Mit der Unterschrift bei den Boston Celtics, die ihm einen Zwei-Jahres-Vertrag und 1,5 Millionen Dollar pro Jahr einbringt, sind wohl endgültig die beiden letzten Jahre in dessen NBA-Karriere eingeläutet, wie auch für einige andere alternde Spieler im Kader der Celtics.
Für den Wandervogel ist Boston mittlerweile die vierte Station innerhalb von vier Jahren. Nach enttäuschenden Jahren bei den Phoenix Suns und den Cleveland Cavaliers könnte die lebende NBA-Legende die Karriere in den letzten zwei Jahren ruhig ausklingen lassen.
Mit aller Macht zum Titel
Doch Shaq will seine glamouröse Laufbahn nicht ruhig ausklingen lassen, er möchte einen fünften Ring am Finger, den er hofft in Massachusetts zu finden.
Die Celtics sind mindestens genauso heiß auf einen weiteren Titel, schließlich unterlag das Team nur ganz knapp im siebten Spiel der Finals den Los Angeles Lakers.
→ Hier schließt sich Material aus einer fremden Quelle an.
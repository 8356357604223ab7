use std::collections::{BTreeSet, HashSet};
use std::sync::Arc;

use async_trait::async_trait;
use chrono::{DateTime, Utc};
use dashmap::DashMap;
use futuboard_core_types::{
    Board, BoardId, Column, ColumnId, Scope, ScopeForecast, ScopeId, TicketEvent,
};
use parking_lot::RwLock;
use tracing::{debug, info, warn};

use crate::config::StorePolicyView;
use crate::errors::{EsError, EsErrorKind, EsResult};
use crate::idempotency::IdempotencyTracker;
use crate::model::AppendAck;
use crate::read::query;
use crate::snapshot::BoardSnapshot;

pub type EventStoreResult<T> = EsResult<T>;

/// Storage collaborator for boards, their columns and scopes, and the ticket
/// event log.
#[async_trait]
pub trait TicketEventStore: Send + Sync {
    async fn put_board(&self, board: Board) -> EventStoreResult<()>;
    async fn put_column(&self, column: Column) -> EventStoreResult<()>;
    async fn put_scope(&self, scope: Scope) -> EventStoreResult<()>;
    async fn append(&self, event: TicketEvent) -> EventStoreResult<AppendAck>;

    async fn board(&self, board_id: BoardId) -> EventStoreResult<Board>;
    /// Columns of the board ordered by `ordernum`.
    async fn columns(&self, board_id: BoardId) -> EventStoreResult<Vec<Column>>;
    async fn scopes(&self, board_id: BoardId) -> EventStoreResult<Vec<Scope>>;
    async fn scope(&self, scope_id: ScopeId) -> EventStoreResult<Scope>;
    /// Events touching any column of the board, ordered by event time.
    async fn board_events(
        &self,
        board_id: BoardId,
        scope: Option<ScopeId>,
    ) -> EventStoreResult<Vec<TicketEvent>>;

    /// Freezes the scope's live tickets and their sizes as of `at` into its
    /// forecast, replacing any earlier one.
    async fn set_scope_forecast(
        &self,
        scope_id: ScopeId,
        at: DateTime<Utc>,
    ) -> EventStoreResult<ScopeForecast>;
}

pub struct InMemoryEventStore {
    policy: StorePolicyView,
    boards: DashMap<BoardId, Board>,
    columns: DashMap<ColumnId, Column>,
    scopes: DashMap<ScopeId, Scope>,
    log: RwLock<Vec<TicketEvent>>,
    board_lens: DashMap<BoardId, usize>,
    idempotency: IdempotencyTracker,
}

impl InMemoryEventStore {
    pub fn new(policy: StorePolicyView) -> Arc<Self> {
        Arc::new(Self {
            policy,
            boards: DashMap::new(),
            columns: DashMap::new(),
            scopes: DashMap::new(),
            log: RwLock::new(Vec::new()),
            board_lens: DashMap::new(),
            idempotency: IdempotencyTracker::default(),
        })
    }

    /// Loads a board snapshot. Columns and scopes go in before events so the
    /// events can be attributed to the board.
    pub async fn load_snapshot(&self, snapshot: BoardSnapshot) -> EventStoreResult<usize> {
        let BoardSnapshot {
            board,
            columns,
            scopes,
            events,
        } = snapshot;
        let board_id = board.board_id;
        self.put_board(board).await?;
        for column in columns {
            self.put_column(column).await?;
        }
        for scope in scopes {
            self.put_scope(scope).await?;
        }
        let total = events.len();
        for event in events {
            self.append(event).await?;
        }
        info!(board = %board_id, events = total, "loaded board snapshot");
        Ok(total)
    }

    fn board_of_event(&self, event: &TicketEvent) -> Option<BoardId> {
        [event.new_column, event.old_column]
            .into_iter()
            .flatten()
            .find_map(|col| self.columns.get(&col).map(|c| c.board_id))
    }

    fn board_column_ids(&self, board_id: BoardId) -> HashSet<ColumnId> {
        self.columns
            .iter()
            .filter(|entry| entry.board_id == board_id)
            .map(|entry| entry.column_id)
            .collect()
    }

    fn ensure_board(&self, board_id: BoardId) -> EventStoreResult<()> {
        if self.boards.contains_key(&board_id) {
            Ok(())
        } else {
            Err(EsErrorKind::NotFound(format!("board {board_id}")).into())
        }
    }
}

#[async_trait]
impl TicketEventStore for InMemoryEventStore {
    async fn put_board(&self, board: Board) -> EventStoreResult<()> {
        self.boards.insert(board.board_id, board);
        Ok(())
    }

    async fn put_column(&self, column: Column) -> EventStoreResult<()> {
        self.ensure_board(column.board_id)?;
        self.columns.insert(column.column_id, column);
        Ok(())
    }

    async fn put_scope(&self, scope: Scope) -> EventStoreResult<()> {
        self.ensure_board(scope.board_id)?;
        self.scopes.insert(scope.scope_id, scope);
        Ok(())
    }

    async fn append(&self, event: TicketEvent) -> EventStoreResult<AppendAck> {
        if event.old_column.is_none() && event.new_column.is_none() {
            return Err(EsErrorKind::AppendRejected(format!(
                "event {} references no column",
                event.event_id
            ))
            .into());
        }
        let limit = self.policy.max_events_per_board;
        let board_id = self.board_of_event(&event).ok_or_else(|| {
            warn!(event = %event.event_id, "event references unknown columns");
            EsError::from(EsErrorKind::AppendRejected(format!(
                "event {} references unknown columns",
                event.event_id
            )))
        })?;

        if !self.idempotency.accept(event.event_id) {
            return Err(EsErrorKind::DuplicateEvent(event.event_id).into());
        }

        let board_len = {
            let mut len = self.board_lens.entry(board_id).or_insert(0);
            if *len >= limit {
                drop(len);
                self.idempotency.forget(&event.event_id);
                return Err(EsErrorKind::AppendRejected(format!(
                    "board {board_id} already holds {limit} events"
                ))
                .into());
            }
            *len += 1;
            *len
        };

        self.log.write().push(event.clone());
        debug!(board = %board_id, event = %event.event_id, kind = %event.kind, "ticket event appended");

        Ok(AppendAck {
            event_id: event.event_id,
            board_id,
            board_len,
        })
    }

    async fn board(&self, board_id: BoardId) -> EventStoreResult<Board> {
        self.boards
            .get(&board_id)
            .map(|entry| entry.clone())
            .ok_or_else(|| EsErrorKind::NotFound(format!("board {board_id}")).into())
    }

    async fn columns(&self, board_id: BoardId) -> EventStoreResult<Vec<Column>> {
        self.ensure_board(board_id)?;
        let mut columns: Vec<Column> = self
            .columns
            .iter()
            .filter(|entry| entry.board_id == board_id)
            .map(|entry| entry.clone())
            .collect();
        columns.sort_by(|a, b| {
            a.ordernum
                .cmp(&b.ordernum)
                .then_with(|| a.column_id.cmp(&b.column_id))
        });
        Ok(columns)
    }

    async fn scopes(&self, board_id: BoardId) -> EventStoreResult<Vec<Scope>> {
        self.ensure_board(board_id)?;
        let mut scopes: Vec<Scope> = self
            .scopes
            .iter()
            .filter(|entry| entry.board_id == board_id)
            .map(|entry| entry.clone())
            .collect();
        scopes.sort_by(|a, b| a.title.cmp(&b.title).then_with(|| a.scope_id.cmp(&b.scope_id)));
        Ok(scopes)
    }

    async fn scope(&self, scope_id: ScopeId) -> EventStoreResult<Scope> {
        self.scopes
            .get(&scope_id)
            .map(|entry| entry.clone())
            .ok_or_else(|| EsErrorKind::NotFound(format!("scope {scope_id}")).into())
    }

    /// Freezes the scope's current tickets and their sizes as its forecast.
    /// A previous forecast is overwritten.
    async fn set_scope_forecast(
        &self,
        scope_id: ScopeId,
        at: DateTime<Utc>,
    ) -> EventStoreResult<ScopeForecast> {
        let scope = self.scope(scope_id).await?;
        let events = self.board_events(scope.board_id, None).await?;
        let sizes = query::latest_ticket_sizes(&events, at);

        let tickets: BTreeSet<_> = scope
            .tickets
            .iter()
            .filter(|ticket| sizes.contains_key(ticket))
            .copied()
            .collect();
        let size = tickets.iter().filter_map(|ticket| sizes.get(ticket)).sum();
        let forecast = ScopeForecast {
            set_at: at,
            size,
            tickets,
        };

        let mut entry = self.scopes.get_mut(&scope_id).ok_or_else(|| {
            EsError::from(EsErrorKind::NotFound(format!("scope {scope_id}")))
        })?;
        entry.forecast = Some(forecast.clone());
        debug!(scope = %scope_id, size = forecast.size, "scope forecast set");
        Ok(forecast)
    }

    async fn board_events(
        &self,
        board_id: BoardId,
        scope: Option<ScopeId>,
    ) -> EventStoreResult<Vec<TicketEvent>> {
        self.ensure_board(board_id)?;
        let columns = self.board_column_ids(board_id);
        let log = self.log.read();
        Ok(query::board_events(log.iter(), &columns, scope.as_ref()))
    }
}
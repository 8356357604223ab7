use anyhow::Result;

#[tokio::main]
async fn main() -> Result<()> {
    futuboard_analytics_cli::cli::app::run().await
}
use crate::errors::AnalyticsError;
use crate::model::{ChartKind, QueryDigest};
use crate::ports::EventsPort;
use parking_lot::Mutex;
use tracing::{debug, info, warn};

#[derive(Clone, Debug, PartialEq, Eq)]
pub enum AnalyticsRuntimeEvent {
    Started {
        chart: ChartKind,
        board: String,
    },
    Fetched {
        count: usize,
        source: String,
    },
    Finished {
        chart: ChartKind,
        ok: bool,
        error: Option<String>,
    },
}

#[derive(Default)]
pub struct NoopEventsPort;

impl EventsPort for NoopEventsPort {
    fn analytics_started(&self, _digest: &QueryDigest) {}

    fn analytics_fetched(&self, _count: usize, _source: &str) {}

    fn analytics_finished(
        &self,
        _digest: &QueryDigest,
        _ok: bool,
        _latency_ms: u128,
        _err: Option<&AnalyticsError>,
    ) {
    }
}

/// Reports the analytics lifecycle through `tracing`.
#[derive(Default)]
pub struct TracingEventsPort;

impl EventsPort for TracingEventsPort {
    fn analytics_started(&self, digest: &QueryDigest) {
        debug!(
            chart = digest.chart.as_str(),
            board = %digest.board,
            scope = ?digest.scope,
            time_unit = ?digest.time_unit,
            "analytics query started"
        );
    }

    fn analytics_fetched(&self, count: usize, source: &str) {
        debug!(count, source, "analytics events fetched");
    }

    fn analytics_finished(
        &self,
        digest: &QueryDigest,
        ok: bool,
        latency_ms: u128,
        err: Option<&AnalyticsError>,
    ) {
        match err {
            None => info!(
                chart = digest.chart.as_str(),
                board = %digest.board,
                ok,
                latency_ms = latency_ms as u64,
                "analytics query finished"
            ),
            Some(err) if err.is_client_error() => info!(
                chart = digest.chart.as_str(),
                board = %digest.board,
                kind = err.kind(),
                latency_ms = latency_ms as u64,
                "analytics query rejected: {err}"
            ),
            Some(err) => warn!(
                chart = digest.chart.as_str(),
                board = %digest.board,
                kind = err.kind(),
                latency_ms = latency_ms as u64,
                "analytics query failed: {err}"
            ),
        }
    }
}

/// Keeps every lifecycle event in memory.
#[derive(Default)]
pub struct RecordingEventsPort {
    events: Mutex<Vec<AnalyticsRuntimeEvent>>,
}

impl RecordingEventsPort {
    pub fn events(&self) -> Vec<AnalyticsRuntimeEvent> {
        self.events.lock().clone()
    }

    fn push(&self, event: AnalyticsRuntimeEvent) {
        self.events.lock().push(event);
    }
}

impl EventsPort for RecordingEventsPort {
    fn analytics_started(&self, digest: &QueryDigest) {
        self.push(AnalyticsRuntimeEvent::Started {
            chart: digest.chart,
            board: digest.board.to_string(),
        });
    }

    fn analytics_fetched(&self, count: usize, source: &str) {
        self.push(AnalyticsRuntimeEvent::Fetched {
            count,
            source: source.to_string(),
        });
    }

    fn analytics_finished(
        &self,
        digest: &QueryDigest,
        ok: bool,
        _latency_ms: u128,
        err: Option<&AnalyticsError>,
    ) {
        self.push(AnalyticsRuntimeEvent::Finished {
            chart: digest.chart,
            ok,
            error: err.map(|e| e.to_string()),
        });
    }
}
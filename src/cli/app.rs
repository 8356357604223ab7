use anyhow::Result;
use clap::Parser;
use tracing::{error, info};

use super::context::CliContext;
use super::dispatch::dispatch;
use super::env::CliArgs;
use super::runtime::{init_logging, load_config, load_local_env_overrides, LoadedConfig};

pub async fn run() -> Result<()> {
    load_local_env_overrides();
    let cli = CliArgs::parse();

    init_logging(&cli.log_level, cli.debug)?;
    info!("Starting futuboard-analytics v{}", env!("CARGO_PKG_VERSION"));

    let LoadedConfig { config, path } = load_config(cli.config.as_ref()).await?;
    let data_path = config.resolve_data_path(cli.data.as_ref());
    let cli_context = CliContext::new(config, path, data_path, cli.output.clone());

    match dispatch(&cli, &cli_context).await {
        Ok(()) => {
            info!("Command completed successfully");
            Ok(())
        }
        Err(err) => {
            error!("Command failed: {:#}", err);
            Err(err)
        }
    }
}
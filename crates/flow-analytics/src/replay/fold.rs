use super::bucket::{bucket_label, count_buckets, next_bucket, round_down};
use super::grid::{ScopeKey, SizeGrid};
use crate::errors::{AnalyticsError, AnalyticsResult};
use crate::model::{BucketSizes, CountUnit};
use crate::reader::ReplayPlan;
use chrono::NaiveDateTime;
use futuboard_core_types::{Column, ColumnId, EventKind, Scope, ScopeId, TicketEvent, TicketId};
use std::collections::{BTreeMap, BTreeSet, HashMap};
use tracing::debug;

/// Grid state recorded at the end of one bucket.
#[derive(Debug, Clone, PartialEq, Eq)]
pub struct Snapshot {
    pub bucket: NaiveDateTime,
    pub label: String,
    pub grid: SizeGrid,
}

/// Running state of a replay: the grid plus each ticket's scope membership
/// as of the last applied event.
#[derive(Debug, Clone)]
pub struct ReplayState {
    grid: SizeGrid,
    memberships: HashMap<TicketId, BTreeSet<ScopeId>>,
    count_unit: CountUnit,
}

impl ReplayState {
    pub fn new(grid: SizeGrid, count_unit: CountUnit) -> Self {
        Self {
            grid,
            memberships: HashMap::new(),
            count_unit,
        }
    }

    pub fn grid(&self) -> &SizeGrid {
        &self.grid
    }

    pub fn membership(&self, ticket: &TicketId) -> Option<&BTreeSet<ScopeId>> {
        self.memberships.get(ticket)
    }

    pub fn apply(&mut self, event: &TicketEvent) {
        let old_weight = self.count_unit.weigh(event.old_size);
        let new_weight = self.count_unit.weigh(event.new_size);

        match event.kind {
            EventKind::Create => {
                self.apply_to_ticket(event, event.new_column, new_weight);
            }
            EventKind::Delete => {
                self.apply_to_ticket(event, event.old_column, -old_weight);
                self.memberships.remove(&event.ticket_id);
            }
            EventKind::Move => {
                self.apply_to_ticket(event, event.old_column, -old_weight);
                self.apply_to_ticket(event, event.new_column, new_weight);
            }
            EventKind::Update => {
                self.apply_to_ticket(event, event.new_column, new_weight - old_weight);
            }
            EventKind::ScopeChange => self.change_scopes(event, new_weight),
        }
    }

    /// Replaces the ticket's membership with `new_scopes`, then adds the new
    /// weight under `Total` and every scope it now belongs to. Scopes the
    /// ticket left keep what they had.
    fn change_scopes(&mut self, event: &TicketEvent, new_weight: i64) {
        if event.new_scopes.is_empty() {
            self.memberships.remove(&event.ticket_id);
        } else {
            self.memberships
                .insert(event.ticket_id, event.new_scopes.clone());
        }
        self.apply_to_ticket(event, event.new_column, new_weight);
    }

    /// Applies `delta` to `Total` and to every scope the ticket is in.
    fn apply_to_ticket(&mut self, event: &TicketEvent, column: Option<ColumnId>, delta: i64) {
        let scopes: Vec<ScopeId> = self
            .memberships
            .get(&event.ticket_id)
            .map(|scopes| scopes.iter().copied().collect())
            .unwrap_or_default();
        self.add(event, ScopeKey::Total, column, delta);
        for scope in scopes {
            self.add(event, ScopeKey::Specific(scope), column, delta);
        }
    }

    fn add(&mut self, event: &TicketEvent, key: ScopeKey, column: Option<ColumnId>, delta: i64) {
        let Some(column) = column else {
            debug!(
                event = %event.event_id,
                kind = %event.kind,
                "event without column reference skipped"
            );
            return;
        };
        if !self.grid.add(key, column, delta) {
            debug!(
                event = %event.event_id,
                column = %column,
                "delta for column outside the board skipped"
            );
        }
    }
}

/// Replays `events` into one snapshot per bucket of `plan`.
///
/// The walk starts at the earlier of the requested start and the first
/// event's bucket so that state from before the window is carried in, then
/// drops the buckets before the requested start.
pub fn replay(
    events: &[TicketEvent],
    columns: &[Column],
    scopes: &[Scope],
    plan: &ReplayPlan,
) -> AnalyticsResult<Vec<Snapshot>> {
    let unit = plan.unit;
    let Some(earliest) = events
        .iter()
        .map(|event| round_down(event.event_time.naive_utc(), unit))
        .min()
    else {
        return Ok(Vec::new());
    };

    let start = plan.start.map(|start| round_down(start, unit));
    let end = round_down(plan.end, unit);
    let replay_start = start.map_or(earliest, |start| start.min(earliest));
    let had_earlier_events = start.is_some_and(|start| earliest < start);

    let planned = count_buckets(replay_start, end, unit, plan.max_buckets).ok_or(
        AnalyticsError::RangeTooLarge {
            limit: plan.max_buckets,
        },
    )?;

    let mut by_bucket: BTreeMap<NaiveDateTime, Vec<&TicketEvent>> = BTreeMap::new();
    for event in events {
        by_bucket
            .entry(round_down(event.event_time.naive_utc(), unit))
            .or_default()
            .push(event);
    }

    let scope_ids = scopes
        .iter()
        .map(|scope| scope.scope_id)
        .chain(plan.scope_filter);
    let grid = SizeGrid::zero(columns.iter().map(|column| column.column_id), scope_ids);
    let mut state = ReplayState::new(grid, plan.count_unit);

    let mut snapshots = Vec::with_capacity(planned);
    let mut cursor = Some(replay_start);
    while let Some(bucket) = cursor {
        if bucket > end {
            break;
        }
        if let Some(bucket_events) = by_bucket.get(&bucket) {
            for event in bucket_events {
                state.apply(event);
            }
        }
        snapshots.push(Snapshot {
            bucket,
            label: bucket_label(bucket),
            grid: state.grid().clone(),
        });
        cursor = next_bucket(bucket, unit);
    }

    if had_earlier_events {
        if let Some(start) = start {
            snapshots.retain(|snapshot| snapshot.bucket >= start);
        }
    }

    debug!(
        unit = %unit,
        events = events.len(),
        buckets = snapshots.len(),
        "replay finished"
    );
    Ok(snapshots)
}

/// Per-bucket column sizes of the `Total` slice, or of the filtered scope
/// when the plan carries one. A scoped plan expects `events` to be limited
/// to events touching that scope already.
pub fn reconstruct(
    events: &[TicketEvent],
    columns: &[Column],
    plan: &ReplayPlan,
) -> AnalyticsResult<Vec<BucketSizes>> {
    let key = ScopeKey::for_filter(plan.scope_filter);
    let buckets = replay(events, columns, &[], plan)?
        .into_iter()
        .map(|snapshot| BucketSizes {
            sizes: snapshot.grid.slice_or_zero(&key),
            bucket: snapshot.label,
        })
        .collect();
    Ok(buckets)
}
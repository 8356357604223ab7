use std::sync::Arc;

use anyhow::{Context, Result};
use clap::Args;
use flow_analytics::Analytics;
use futuboard_event_store::TicketEventStore;
use tokio::net::TcpListener;
use tokio::signal;
use tracing::{info, warn};

use crate::server::{build_router, AppState};

use super::context::CliContext;

#[derive(Args, Clone)]
pub struct ServeArgs {
    /// Interface to bind (defaults to serve.host from the config)
    #[arg(long)]
    pub host: Option<String>,

    /// Port to bind (defaults to serve.port from the config)
    #[arg(long)]
    pub port: Option<u16>,
}

pub async fn cmd_serve(args: ServeArgs, ctx: &CliContext) -> Result<()> {
    let workspace = ctx.workspace().await?;
    let analytics: Arc<dyn Analytics> = workspace.service.clone();
    let store: Arc<dyn TicketEventStore> = workspace.store.clone();
    let router = build_router(AppState::new(analytics, store));

    let host = args.host.unwrap_or_else(|| ctx.config().serve.host.clone());
    let port = args.port.unwrap_or(ctx.config().serve.port);
    let addr = format!("{host}:{port}");
    let listener = TcpListener::bind(&addr)
        .await
        .with_context(|| format!("Failed to bind {addr}"))?;
    let local = listener.local_addr().context("Failed to read bound address")?;

    info!(%local, boards = workspace.boards.len(), "Analytics server listening");
    println!("Serving Futuboard analytics on http://{local}");

    axum::serve(listener, router)
        .with_graceful_shutdown(shutdown_signal())
        .await
        .context("Analytics server terminated unexpectedly")?;
    info!("Analytics server stopped");
    Ok(())
}

async fn shutdown_signal() {
    if let Err(err) = signal::ctrl_c().await {
        warn!(?err, "failed to listen for ctrl-c; serving until killed");
        std::future::pending::<()>().await;
    }
}
use clap::Parser;
use std::path::PathBuf;

use super::commands::Commands;

/// Futuboard analytics - cumulative flow, velocity and burn-up from ticket event logs
#[derive(Parser)]
#[command(name = "futuboard-analytics", author, version, about, long_about = None)]
#[command(propagate_version = true)]
pub struct CliArgs {
    /// Configuration file path
    #[arg(short, long, value_name = "FILE", global = true)]
    pub config: Option<PathBuf>,

    /// Log level
    #[arg(short, long, default_value = "info", global = true)]
    pub log_level: String,

    /// Enable debug mode
    #[arg(short, long, global = true)]
    pub debug: bool,

    /// Output format
    #[arg(short, long, default_value = "human", global = true)]
    pub output: crate::cli::output::OutputFormat,

    /// Board snapshot to load (JSON); overrides FUTUBOARD_DATA and the config file
    #[arg(long, value_name = "FILE", global = true)]
    pub data: Option<PathBuf>,

    #[command(subcommand)]
    pub command: Commands,
}
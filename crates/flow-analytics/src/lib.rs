//! Event-sourced flow analytics for Futuboard boards.
//!
//! The ticket event log is replayed into a time grid of per-column story
//! point totals (`replay`), which the `format` module then reshapes into the
//! cumulative flow, velocity, burn-up and raw event feed payloads.

pub mod adapters;
pub mod api;
pub mod errors;
pub mod format;
pub mod model;
pub mod policy;
pub mod ports;
pub mod reader;
pub mod replay;

pub use api::{Analytics, AnalyticsService};
pub use errors::{AnalyticsError, AnalyticsResult};
pub use model::{
    BucketSizes, BurnUp, BurnUpPoint, ChartQuery, CountUnit, CumulativeFlow, CumulativeFlowPoint,
    TimeUnit, Velocity, VelocityRow,
};
pub use policy::{AnalyticsPolicyHandle, AnalyticsPolicyView};
pub use reader::{build_plan, ReplayPlan};
pub use replay::{reconstruct, replay, ScopeKey, SizeGrid, Snapshot};
use crate::ports::ClockPort;
use chrono::{DateTime, Utc};

#[derive(Debug, Default, Clone, Copy)]
pub struct SystemClock;

impl ClockPort for SystemClock {
    fn now(&self) -> DateTime<Utc> {
        Utc::now()
    }
}

/// Clock pinned to one instant.
#[derive(Debug, Clone, Copy)]
pub struct FixedClock(pub DateTime<Utc>);

impl ClockPort for FixedClock {
    fn now(&self) -> DateTime<Utc> {
        self.0
    }
}
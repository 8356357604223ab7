use futuboard_core_types::TicketEvent;

/// Raw event feed: every event, stable-sorted by time.
pub fn format_event_feed(mut events: Vec<TicketEvent>) -> Vec<TicketEvent> {
    events.sort_by_key(|event| event.event_time);
    events
}
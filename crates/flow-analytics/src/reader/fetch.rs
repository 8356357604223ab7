use crate::errors::AnalyticsResult;
use crate::ports::EventLogPort;
use futuboard_core_types::{BoardId, Column, Scope, ScopeId, TicketEvent};
use std::borrow::Cow;

/// Everything one chart needs from the event log, fetched up front.
#[derive(Debug, Default)]
pub struct FetchOutcome {
    pub columns: Vec<Column>,
    pub scopes: Vec<Scope>,
    pub events: Vec<TicketEvent>,
}

pub async fn run_fetch(
    log: &dyn EventLogPort,
    board: BoardId,
    scope: Option<ScopeId>,
    with_scopes: bool,
) -> AnalyticsResult<FetchOutcome> {
    let columns = log.columns(board).await?;
    let scopes = if with_scopes {
        log.scopes(board).await?
    } else {
        Vec::new()
    };
    let events = log.board_events(board, scope).await?;
    Ok(FetchOutcome {
        columns,
        scopes,
        events,
    })
}

pub fn describe_source(scope: Option<ScopeId>) -> Cow<'static, str> {
    match scope {
        Some(scope) => Cow::Owned(format!("event_log:scope:{scope}")),
        None => Cow::Borrowed("event_log:board"),
    }
}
Den alternden Stars läuft die Zeit weg, die Konkurrenz im Osten ist stärker denn je und in Kendrick Perkins fällt der Stamm-Center bis weit in die Saison hinein aus.
Der Center, der seine erfolgreichste Zeit in Los Angeles hatte und gemeinsam mit den Lakers drei Meistertitel feierte, wechselt nun zum größten Rivalen auf der anderen Seite der USA. Fernab vom Hollywood-Glamour verbringt O'Neal seine beiden letzten Jahre in Boston, wo das Team und die ehrliche Arbeit an erster Stelle stehen.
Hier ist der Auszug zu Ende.